=== The records ===

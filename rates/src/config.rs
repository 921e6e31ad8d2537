//! Rate refresher configuration.

use converter_common::BASE_CURRENCY_CODE;
use std::path::PathBuf;
use std::time::Duration;

/// Configuration for the rate refresh job.
#[derive(Debug, Clone)]
pub struct RefresherConfig {
    /// Key for the exchangerate-api service.
    pub api_key: String,
    /// Base URL of the rate API, without the key.
    pub api_base_url: String,
    /// Currency all rates are quoted against.
    pub base_currency: String,
    /// Where the latest rates are stored.
    pub output_path: PathBuf,
    /// HTTP request timeout.
    pub request_timeout: Duration,
    /// Hour of day (UTC) the refresh runs.
    pub refresh_hour_utc: u32,
    /// Log level.
    pub log_level: String,
}

impl Default for RefresherConfig {
    fn default() -> Self {
        Self {
            api_key: String::new(),
            api_base_url: "https://v6.exchangerate-api.com/v6".to_string(),
            base_currency: BASE_CURRENCY_CODE.to_string(),
            output_path: PathBuf::from("rates.json"),
            request_timeout: Duration::from_secs(30),
            refresh_hour_utc: 0,
            log_level: "info".to_string(),
        }
    }
}

impl RefresherConfig {
    /// Load configuration from environment variables.
    pub fn from_env() -> Self {
        let mut config = Self::default();

        if let Ok(key) = std::env::var("EXCHANGE_RATE_API") {
            config.api_key = key;
        }

        if let Ok(url) = std::env::var("EXCHANGE_RATE_API_URL") {
            config.api_base_url = url;
        }

        if let Ok(path) = std::env::var("RATES_OUTPUT_PATH") {
            config.output_path = PathBuf::from(path);
        }

        if let Ok(secs) = std::env::var("RATES_REQUEST_TIMEOUT_SECS") {
            if let Ok(secs) = secs.parse() {
                config.request_timeout = Duration::from_secs(secs);
            }
        }

        if let Ok(hour) = std::env::var("RATES_REFRESH_HOUR_UTC") {
            if let Ok(hour) = hour.parse() {
                config.refresh_hour_utc = hour;
            }
        }

        if let Ok(level) = std::env::var("LOG_LEVEL") {
            config.log_level = level;
        }

        config
    }

    /// Validate configuration.
    pub fn validate(&self) -> Result<(), String> {
        if self.api_key.is_empty() {
            return Err("API key cannot be empty (set EXCHANGE_RATE_API)".to_string());
        }

        if self.api_base_url.is_empty() {
            return Err("API base URL cannot be empty".to_string());
        }

        if self.base_currency != BASE_CURRENCY_CODE {
            return Err(format!("Base currency must be {}", BASE_CURRENCY_CODE));
        }

        if self.request_timeout.is_zero() {
            return Err("Request timeout cannot be zero".to_string());
        }

        if self.refresh_hour_utc > 23 {
            return Err("Refresh hour must be between 0 and 23".to_string());
        }

        Ok(())
    }
}

#[cfg(test)]
mod tests {
    use super::*;

    fn valid() -> RefresherConfig {
        RefresherConfig {
            api_key: "secret".to_string(),
            ..Default::default()
        }
    }

    #[test]
    fn test_default_config_needs_key() {
        assert!(RefresherConfig::default().validate().is_err());
        assert!(valid().validate().is_ok());
    }

    #[test]
    fn test_invalid_config() {
        let mut config = valid();
        config.refresh_hour_utc = 24;
        assert!(config.validate().is_err());

        let mut config = valid();
        config.request_timeout = Duration::ZERO;
        assert!(config.validate().is_err());

        let mut config = valid();
        config.base_currency = "EUR".to_string();
        assert!(config.validate().is_err());
    }
}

===

Exercise goal: Please return every line of the records above that contains the word "parse".

Output of the task:
            if let Ok(secs) = secs.parse() {
            if let Ok(hour) = hour.parse() {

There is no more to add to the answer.